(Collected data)
▬▬▬▬▬▬▬▬▬▬
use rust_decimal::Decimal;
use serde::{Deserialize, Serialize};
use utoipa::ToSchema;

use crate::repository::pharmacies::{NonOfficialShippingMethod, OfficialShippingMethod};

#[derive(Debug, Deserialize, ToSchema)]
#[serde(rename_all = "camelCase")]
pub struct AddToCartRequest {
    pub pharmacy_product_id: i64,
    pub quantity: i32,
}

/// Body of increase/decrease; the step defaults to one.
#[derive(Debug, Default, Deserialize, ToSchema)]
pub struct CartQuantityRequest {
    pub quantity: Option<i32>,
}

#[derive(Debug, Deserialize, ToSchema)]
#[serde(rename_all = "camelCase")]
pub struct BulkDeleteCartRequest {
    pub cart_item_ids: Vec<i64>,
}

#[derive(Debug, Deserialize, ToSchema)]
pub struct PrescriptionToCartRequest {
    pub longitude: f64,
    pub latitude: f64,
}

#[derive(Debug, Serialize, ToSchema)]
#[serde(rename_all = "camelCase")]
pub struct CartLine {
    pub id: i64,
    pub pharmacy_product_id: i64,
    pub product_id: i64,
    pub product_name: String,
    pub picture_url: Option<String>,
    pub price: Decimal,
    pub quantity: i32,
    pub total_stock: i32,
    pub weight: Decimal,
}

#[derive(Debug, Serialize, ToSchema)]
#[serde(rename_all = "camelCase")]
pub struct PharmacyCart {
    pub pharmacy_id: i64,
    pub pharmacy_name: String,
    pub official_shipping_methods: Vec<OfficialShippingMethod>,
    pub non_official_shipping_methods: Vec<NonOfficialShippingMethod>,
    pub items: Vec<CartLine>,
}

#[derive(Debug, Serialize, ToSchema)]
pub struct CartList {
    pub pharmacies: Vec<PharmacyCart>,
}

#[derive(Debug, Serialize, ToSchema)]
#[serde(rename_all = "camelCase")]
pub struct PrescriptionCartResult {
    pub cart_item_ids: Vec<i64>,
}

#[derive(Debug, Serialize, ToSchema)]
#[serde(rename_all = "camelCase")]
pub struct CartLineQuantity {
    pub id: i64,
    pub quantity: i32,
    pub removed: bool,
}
▬▬▬▬▬▬▬▬▬▬
#### What to do
Exactly the lines from the one containing "pub struct BulkDeleteCartRequest" through the end of the records above are to be printed, and no others.

#### Response below
pub struct BulkDeleteCartRequest {
    pub cart_item_ids: Vec<i64>,
}

#[derive(Debug, Deserialize, ToSchema)]
pub struct PrescriptionToCartRequest {
    pub longitude: f64,
    pub latitude: f64,
}

#[derive(Debug, Serialize, ToSchema)]
#[serde(rename_all = "camelCase")]
pub struct CartLine {
    pub id: i64,
    pub pharmacy_product_id: i64,
    pub product_id: i64,
    pub product_name: String,
    pub picture_url: Option<String>,
    pub price: Decimal,
    pub quantity: i32,
    pub total_stock: i32,
    pub weight: Decimal,
}

#[derive(Debug, Serialize, ToSchema)]
#[serde(rename_all = "camelCase")]
pub struct PharmacyCart {
    pub pharmacy_id: i64,
    pub pharmacy_name: String,
    pub official_shipping_methods: Vec<OfficialShippingMethod>,
    pub non_official_shipping_methods: Vec<NonOfficialShippingMethod>,
    pub items: Vec<CartLine>,
}

#[derive(Debug, Serialize, ToSchema)]
pub struct CartList {
    pub pharmacies: Vec<PharmacyCart>,
}

#[derive(Debug, Serialize, ToSchema)]
#[serde(rename_all = "camelCase")]
pub struct PrescriptionCartResult {
    pub cart_item_ids: Vec<i64>,
}

#[derive(Debug, Serialize, ToSchema)]
#[serde(rename_all = "camelCase")]
pub struct CartLineQuantity {
    pub id: i64,
    pub quantity: i32,
    pub removed: bool,
}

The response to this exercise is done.